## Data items
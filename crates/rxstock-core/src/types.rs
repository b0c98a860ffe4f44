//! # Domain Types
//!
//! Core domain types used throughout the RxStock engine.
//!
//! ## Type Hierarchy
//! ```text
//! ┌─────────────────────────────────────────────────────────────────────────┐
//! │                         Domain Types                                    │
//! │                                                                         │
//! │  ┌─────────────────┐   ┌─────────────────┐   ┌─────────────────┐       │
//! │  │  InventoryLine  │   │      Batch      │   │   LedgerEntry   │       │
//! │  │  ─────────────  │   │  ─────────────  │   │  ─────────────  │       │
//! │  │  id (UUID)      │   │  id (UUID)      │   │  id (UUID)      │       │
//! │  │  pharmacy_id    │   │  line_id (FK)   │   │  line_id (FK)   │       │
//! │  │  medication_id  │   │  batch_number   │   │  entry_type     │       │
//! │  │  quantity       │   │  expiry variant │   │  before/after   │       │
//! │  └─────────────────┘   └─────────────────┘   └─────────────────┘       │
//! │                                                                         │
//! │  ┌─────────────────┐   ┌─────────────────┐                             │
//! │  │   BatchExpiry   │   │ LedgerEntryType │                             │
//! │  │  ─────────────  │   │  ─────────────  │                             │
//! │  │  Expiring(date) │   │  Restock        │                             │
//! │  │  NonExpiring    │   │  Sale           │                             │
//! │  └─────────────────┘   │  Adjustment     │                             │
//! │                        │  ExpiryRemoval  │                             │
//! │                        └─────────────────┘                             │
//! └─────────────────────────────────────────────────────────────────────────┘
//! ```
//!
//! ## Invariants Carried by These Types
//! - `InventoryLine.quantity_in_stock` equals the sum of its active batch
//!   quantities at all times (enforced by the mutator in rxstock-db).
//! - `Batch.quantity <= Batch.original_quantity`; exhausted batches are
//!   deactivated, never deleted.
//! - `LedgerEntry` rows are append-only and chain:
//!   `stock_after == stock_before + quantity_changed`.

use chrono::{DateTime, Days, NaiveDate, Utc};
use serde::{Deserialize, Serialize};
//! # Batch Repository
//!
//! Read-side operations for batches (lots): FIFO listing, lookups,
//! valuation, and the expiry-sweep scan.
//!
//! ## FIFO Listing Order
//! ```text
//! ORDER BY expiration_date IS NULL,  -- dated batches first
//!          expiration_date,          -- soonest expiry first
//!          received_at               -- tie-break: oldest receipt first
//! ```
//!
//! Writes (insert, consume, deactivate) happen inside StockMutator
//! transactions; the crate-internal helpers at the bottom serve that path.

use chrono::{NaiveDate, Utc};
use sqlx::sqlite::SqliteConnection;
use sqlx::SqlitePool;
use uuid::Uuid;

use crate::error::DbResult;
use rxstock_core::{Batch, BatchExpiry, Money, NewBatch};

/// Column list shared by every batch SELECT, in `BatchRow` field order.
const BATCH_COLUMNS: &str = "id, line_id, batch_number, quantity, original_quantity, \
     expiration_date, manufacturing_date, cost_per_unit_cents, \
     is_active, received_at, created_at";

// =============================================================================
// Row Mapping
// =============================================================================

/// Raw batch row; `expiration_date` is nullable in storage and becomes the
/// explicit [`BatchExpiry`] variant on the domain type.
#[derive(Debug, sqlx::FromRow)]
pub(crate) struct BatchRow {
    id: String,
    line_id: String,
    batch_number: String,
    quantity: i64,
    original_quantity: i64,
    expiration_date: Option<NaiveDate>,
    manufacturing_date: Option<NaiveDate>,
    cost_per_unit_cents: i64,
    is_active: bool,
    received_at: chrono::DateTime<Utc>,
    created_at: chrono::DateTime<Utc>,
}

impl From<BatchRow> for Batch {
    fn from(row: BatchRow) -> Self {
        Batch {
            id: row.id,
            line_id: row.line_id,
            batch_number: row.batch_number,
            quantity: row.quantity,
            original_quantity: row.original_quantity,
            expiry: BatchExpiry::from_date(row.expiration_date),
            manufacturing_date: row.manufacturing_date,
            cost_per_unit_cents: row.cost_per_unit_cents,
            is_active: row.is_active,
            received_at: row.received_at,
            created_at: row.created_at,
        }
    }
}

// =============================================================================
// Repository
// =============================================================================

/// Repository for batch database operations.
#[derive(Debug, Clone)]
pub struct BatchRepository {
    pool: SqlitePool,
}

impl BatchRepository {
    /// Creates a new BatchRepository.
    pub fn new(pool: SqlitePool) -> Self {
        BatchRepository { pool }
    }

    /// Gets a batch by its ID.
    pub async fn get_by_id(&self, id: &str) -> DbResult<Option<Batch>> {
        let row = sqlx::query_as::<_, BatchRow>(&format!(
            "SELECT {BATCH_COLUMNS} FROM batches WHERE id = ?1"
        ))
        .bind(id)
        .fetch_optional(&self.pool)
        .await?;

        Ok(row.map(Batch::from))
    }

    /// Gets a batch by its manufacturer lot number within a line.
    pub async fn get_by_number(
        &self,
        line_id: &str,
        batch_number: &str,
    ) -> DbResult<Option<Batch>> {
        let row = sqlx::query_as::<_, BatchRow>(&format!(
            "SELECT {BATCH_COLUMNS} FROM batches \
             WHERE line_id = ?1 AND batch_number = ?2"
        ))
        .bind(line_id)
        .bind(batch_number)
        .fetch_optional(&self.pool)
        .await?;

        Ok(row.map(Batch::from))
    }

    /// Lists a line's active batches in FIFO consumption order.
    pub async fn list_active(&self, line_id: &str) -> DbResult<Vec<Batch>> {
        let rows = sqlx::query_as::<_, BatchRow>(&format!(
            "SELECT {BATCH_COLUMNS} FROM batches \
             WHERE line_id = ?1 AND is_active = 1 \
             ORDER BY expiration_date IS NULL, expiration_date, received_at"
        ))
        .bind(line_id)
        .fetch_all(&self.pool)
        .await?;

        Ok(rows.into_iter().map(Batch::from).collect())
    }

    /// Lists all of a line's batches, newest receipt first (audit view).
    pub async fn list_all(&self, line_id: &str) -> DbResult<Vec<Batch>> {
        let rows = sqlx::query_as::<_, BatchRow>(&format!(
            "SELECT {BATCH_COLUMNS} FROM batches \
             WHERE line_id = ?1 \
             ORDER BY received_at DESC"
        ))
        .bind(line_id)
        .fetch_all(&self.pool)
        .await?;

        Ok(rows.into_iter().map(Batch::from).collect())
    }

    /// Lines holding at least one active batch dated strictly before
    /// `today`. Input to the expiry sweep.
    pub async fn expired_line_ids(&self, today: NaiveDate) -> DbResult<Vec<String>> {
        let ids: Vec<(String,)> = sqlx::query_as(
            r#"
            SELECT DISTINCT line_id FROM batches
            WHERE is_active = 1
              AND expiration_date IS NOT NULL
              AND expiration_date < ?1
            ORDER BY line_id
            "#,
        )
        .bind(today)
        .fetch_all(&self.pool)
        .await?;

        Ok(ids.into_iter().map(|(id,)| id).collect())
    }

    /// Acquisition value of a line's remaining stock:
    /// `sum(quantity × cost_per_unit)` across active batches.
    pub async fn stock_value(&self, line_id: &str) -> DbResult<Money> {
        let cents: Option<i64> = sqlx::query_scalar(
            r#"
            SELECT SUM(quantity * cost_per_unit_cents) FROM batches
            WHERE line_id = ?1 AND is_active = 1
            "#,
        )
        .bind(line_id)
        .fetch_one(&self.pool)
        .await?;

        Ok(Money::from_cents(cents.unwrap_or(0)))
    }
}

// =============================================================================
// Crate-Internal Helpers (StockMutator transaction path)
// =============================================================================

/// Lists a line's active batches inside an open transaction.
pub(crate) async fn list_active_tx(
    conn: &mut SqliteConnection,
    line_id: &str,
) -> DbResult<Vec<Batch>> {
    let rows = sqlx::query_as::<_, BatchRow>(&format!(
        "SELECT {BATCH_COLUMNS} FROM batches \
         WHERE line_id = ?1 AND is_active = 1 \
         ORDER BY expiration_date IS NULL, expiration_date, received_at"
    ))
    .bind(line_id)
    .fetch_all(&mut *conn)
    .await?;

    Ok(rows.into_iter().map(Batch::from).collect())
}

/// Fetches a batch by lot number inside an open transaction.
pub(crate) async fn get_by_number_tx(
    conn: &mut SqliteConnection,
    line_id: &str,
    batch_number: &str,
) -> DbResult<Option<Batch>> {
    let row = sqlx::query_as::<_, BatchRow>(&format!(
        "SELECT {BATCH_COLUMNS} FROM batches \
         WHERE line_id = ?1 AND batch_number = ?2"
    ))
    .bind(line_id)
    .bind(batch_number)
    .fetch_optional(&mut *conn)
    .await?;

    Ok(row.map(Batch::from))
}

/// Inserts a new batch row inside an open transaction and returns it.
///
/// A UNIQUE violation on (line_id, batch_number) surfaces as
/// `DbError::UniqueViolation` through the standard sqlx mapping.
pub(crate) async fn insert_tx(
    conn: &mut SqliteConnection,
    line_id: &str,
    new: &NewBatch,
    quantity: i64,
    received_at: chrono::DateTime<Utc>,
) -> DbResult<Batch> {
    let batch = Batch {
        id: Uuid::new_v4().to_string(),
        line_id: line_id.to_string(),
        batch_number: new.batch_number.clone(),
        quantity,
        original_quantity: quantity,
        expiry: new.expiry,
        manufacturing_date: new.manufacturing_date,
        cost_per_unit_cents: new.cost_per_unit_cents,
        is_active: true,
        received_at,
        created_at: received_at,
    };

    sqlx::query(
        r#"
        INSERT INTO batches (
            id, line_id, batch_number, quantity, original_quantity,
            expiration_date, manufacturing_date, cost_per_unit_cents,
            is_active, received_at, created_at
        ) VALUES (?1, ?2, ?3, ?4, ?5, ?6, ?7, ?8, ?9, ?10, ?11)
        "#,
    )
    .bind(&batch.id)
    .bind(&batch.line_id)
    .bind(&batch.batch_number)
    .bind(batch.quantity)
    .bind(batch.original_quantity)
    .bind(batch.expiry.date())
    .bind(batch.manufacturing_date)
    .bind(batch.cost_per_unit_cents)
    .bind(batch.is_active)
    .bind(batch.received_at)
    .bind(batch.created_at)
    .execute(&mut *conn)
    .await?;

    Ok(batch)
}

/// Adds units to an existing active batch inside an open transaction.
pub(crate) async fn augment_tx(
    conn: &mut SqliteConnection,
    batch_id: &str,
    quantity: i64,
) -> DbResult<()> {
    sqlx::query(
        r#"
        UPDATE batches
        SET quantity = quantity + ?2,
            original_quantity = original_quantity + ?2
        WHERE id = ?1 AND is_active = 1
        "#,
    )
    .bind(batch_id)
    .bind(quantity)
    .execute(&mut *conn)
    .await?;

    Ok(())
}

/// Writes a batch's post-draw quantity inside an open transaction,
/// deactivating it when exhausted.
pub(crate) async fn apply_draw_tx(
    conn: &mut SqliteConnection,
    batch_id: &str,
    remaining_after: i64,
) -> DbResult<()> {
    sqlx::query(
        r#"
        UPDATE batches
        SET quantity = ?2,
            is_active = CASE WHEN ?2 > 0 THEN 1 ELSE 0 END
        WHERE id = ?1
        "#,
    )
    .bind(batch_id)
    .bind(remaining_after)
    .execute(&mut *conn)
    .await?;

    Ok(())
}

## Work required
Report every line of the data in which "sweep" appears.

## Task output
//! valuation, and the expiry-sweep scan.
    /// `today`. Input to the expiry sweep.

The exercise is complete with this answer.